INPUT DATA START

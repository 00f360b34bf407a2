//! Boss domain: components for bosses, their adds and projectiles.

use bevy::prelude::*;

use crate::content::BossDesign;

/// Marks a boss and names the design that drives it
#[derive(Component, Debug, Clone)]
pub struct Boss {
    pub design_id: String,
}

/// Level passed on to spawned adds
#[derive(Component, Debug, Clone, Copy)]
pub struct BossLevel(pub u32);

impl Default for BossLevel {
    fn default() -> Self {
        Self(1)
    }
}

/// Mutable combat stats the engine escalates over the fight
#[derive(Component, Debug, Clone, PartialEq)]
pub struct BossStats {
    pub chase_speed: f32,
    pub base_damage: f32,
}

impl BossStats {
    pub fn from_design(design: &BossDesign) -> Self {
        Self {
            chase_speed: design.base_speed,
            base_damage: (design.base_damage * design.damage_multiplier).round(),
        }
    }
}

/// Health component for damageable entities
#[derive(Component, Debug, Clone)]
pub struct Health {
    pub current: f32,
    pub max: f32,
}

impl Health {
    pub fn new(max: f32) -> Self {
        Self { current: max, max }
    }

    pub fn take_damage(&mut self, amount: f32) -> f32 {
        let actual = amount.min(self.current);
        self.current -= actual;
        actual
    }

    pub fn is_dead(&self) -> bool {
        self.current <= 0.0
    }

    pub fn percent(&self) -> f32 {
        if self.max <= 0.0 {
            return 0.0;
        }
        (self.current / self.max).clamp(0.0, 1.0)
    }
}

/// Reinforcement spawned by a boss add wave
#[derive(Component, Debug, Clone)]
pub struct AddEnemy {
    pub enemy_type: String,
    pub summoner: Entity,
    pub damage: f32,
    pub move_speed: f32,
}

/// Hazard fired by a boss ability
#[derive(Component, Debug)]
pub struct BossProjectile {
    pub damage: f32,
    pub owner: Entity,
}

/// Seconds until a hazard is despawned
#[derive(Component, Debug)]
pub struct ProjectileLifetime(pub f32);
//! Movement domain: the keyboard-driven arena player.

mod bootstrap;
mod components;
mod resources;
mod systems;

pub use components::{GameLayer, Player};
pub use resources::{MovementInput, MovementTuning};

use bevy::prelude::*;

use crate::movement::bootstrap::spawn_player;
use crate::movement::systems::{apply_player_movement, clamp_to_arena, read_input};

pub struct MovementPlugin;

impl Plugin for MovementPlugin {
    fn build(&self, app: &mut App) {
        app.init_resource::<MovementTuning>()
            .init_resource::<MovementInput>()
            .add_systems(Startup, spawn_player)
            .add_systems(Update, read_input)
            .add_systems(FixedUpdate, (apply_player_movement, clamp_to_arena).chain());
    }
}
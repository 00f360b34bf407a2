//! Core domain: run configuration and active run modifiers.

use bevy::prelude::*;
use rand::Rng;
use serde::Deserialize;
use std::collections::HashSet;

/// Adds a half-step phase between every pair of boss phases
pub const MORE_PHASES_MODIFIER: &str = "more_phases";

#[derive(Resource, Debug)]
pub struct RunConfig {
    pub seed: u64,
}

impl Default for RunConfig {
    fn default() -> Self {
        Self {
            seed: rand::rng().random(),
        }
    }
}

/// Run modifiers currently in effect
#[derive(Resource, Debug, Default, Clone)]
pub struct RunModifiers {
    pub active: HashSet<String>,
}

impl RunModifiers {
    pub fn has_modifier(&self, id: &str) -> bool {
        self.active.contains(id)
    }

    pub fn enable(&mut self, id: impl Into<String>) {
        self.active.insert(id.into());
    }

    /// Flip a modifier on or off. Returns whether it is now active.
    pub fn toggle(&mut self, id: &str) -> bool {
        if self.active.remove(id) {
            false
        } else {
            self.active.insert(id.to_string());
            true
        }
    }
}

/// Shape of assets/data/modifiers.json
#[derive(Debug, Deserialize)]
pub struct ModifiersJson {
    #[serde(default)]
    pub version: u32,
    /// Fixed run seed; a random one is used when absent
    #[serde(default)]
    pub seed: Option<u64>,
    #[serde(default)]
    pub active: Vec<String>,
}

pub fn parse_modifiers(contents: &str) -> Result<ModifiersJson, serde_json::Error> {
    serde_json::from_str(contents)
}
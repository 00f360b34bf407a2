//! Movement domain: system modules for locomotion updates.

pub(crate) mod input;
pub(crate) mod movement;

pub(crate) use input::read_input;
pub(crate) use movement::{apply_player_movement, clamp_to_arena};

INPUT DATA END

- [WHAT IS NEEDED]: Return the material exactly. Leave out no line.

- [ANSWER TO THIS TASK]:
repository 00f360b34bf407a2
//! Boss domain: components for bosses, their adds and projectiles.

use bevy::prelude::*;

use crate::content::BossDesign;

/// Marks a boss and names the design that drives it
#[derive(Component, Debug, Clone)]
pub struct Boss {
    pub design_id: String,
}

/// Level passed on to spawned adds
#[derive(Component, Debug, Clone, Copy)]
pub struct BossLevel(pub u32);

impl Default for BossLevel {
    fn default() -> Self {
        Self(1)
    }
}

/// Mutable combat stats the engine escalates over the fight
#[derive(Component, Debug, Clone, PartialEq)]
pub struct BossStats {
    pub chase_speed: f32,
    pub base_damage: f32,
}

impl BossStats {
    pub fn from_design(design: &BossDesign) -> Self {
        Self {
            chase_speed: design.base_speed,
            base_damage: (design.base_damage * design.damage_multiplier).round(),
        }
    }
}

/// Health component for damageable entities
#[derive(Component, Debug, Clone)]
pub struct Health {
    pub current: f32,
    pub max: f32,
}

impl Health {
    pub fn new(max: f32) -> Self {
        Self { current: max, max }
    }

    pub fn take_damage(&mut self, amount: f32) -> f32 {
        let actual = amount.min(self.current);
        self.current -= actual;
        actual
    }

    pub fn is_dead(&self) -> bool {
        self.current <= 0.0
    }

    pub fn percent(&self) -> f32 {
        if self.max <= 0.0 {
            return 0.0;
        }
        (self.current / self.max).clamp(0.0, 1.0)
    }
}

/// Reinforcement spawned by a boss add wave
#[derive(Component, Debug, Clone)]
pub struct AddEnemy {
    pub enemy_type: String,
    pub summoner: Entity,
    pub damage: f32,
    pub move_speed: f32,
}

/// Hazard fired by a boss ability
#[derive(Component, Debug)]
pub struct BossProjectile {
    pub damage: f32,
    pub owner: Entity,
}

/// Seconds until a hazard is despawned
#[derive(Component, Debug)]
pub struct ProjectileLifetime(pub f32);
//! Movement domain: the keyboard-driven arena player.

mod bootstrap;
mod components;
mod resources;
mod systems;

pub use components::{GameLayer, Player};
pub use resources::{MovementInput, MovementTuning};

use bevy::prelude::*;

use crate::movement::bootstrap::spawn_player;
use crate::movement::systems::{apply_player_movement, clamp_to_arena, read_input};

pub struct MovementPlugin;

impl Plugin for MovementPlugin {
    fn build(&self, app: &mut App) {
        app.init_resource::<MovementTuning>()
            .init_resource::<MovementInput>()
            .add_systems(Startup, spawn_player)
            .add_systems(Update, read_input)
            .add_systems(FixedUpdate, (apply_player_movement, clamp_to_arena).chain());
    }
}
repository 00f360b34bf407a2
//! Core domain: run configuration and active run modifiers.

use bevy::prelude::*;
use rand::Rng;
use serde::Deserialize;
use std::collections::HashSet;

/// Adds a half-step phase between every pair of boss phases
pub const MORE_PHASES_MODIFIER: &str = "more_phases";

#[derive(Resource, Debug)]
pub struct RunConfig {
    pub seed: u64,
}

impl Default for RunConfig {
    fn default() -> Self {
        Self {
            seed: rand::rng().random(),
        }
    }
}

/// Run modifiers currently in effect
#[derive(Resource, Debug, Default, Clone)]
pub struct RunModifiers {
    pub active: HashSet<String>,
}

impl RunModifiers {
    pub fn has_modifier(&self, id: &str) -> bool {
        self.active.contains(id)
    }

    pub fn enable(&mut self, id: impl Into<String>) {
        self.active.insert(id.into());
    }

    /// Flip a modifier on or off. Returns whether it is now active.
    pub fn toggle(&mut self, id: &str) -> bool {
        if self.active.remove(id) {
            false
        } else {
            self.active.insert(id.to_string());
            true
        }
    }
}

/// Shape of assets/data/modifiers.json
#[derive(Debug, Deserialize)]
pub struct ModifiersJson {
    #[serde(default)]
    pub version: u32,
    /// Fixed run seed; a random one is used when absent
    #[serde(default)]
    pub seed: Option<u64>,
    #[serde(default)]
    pub active: Vec<String>,
}

pub fn parse_modifiers(contents: &str) -> Result<ModifiersJson, serde_json::Error> {
    serde_json::from_str(contents)
}
repository 00f360b34bf407a2
//! Movement domain: system modules for locomotion updates.

pub(crate) mod input;
pub(crate) mod movement;

pub(crate) use input::read_input;
pub(crate) use movement::{apply_player_movement, clamp_to_arena};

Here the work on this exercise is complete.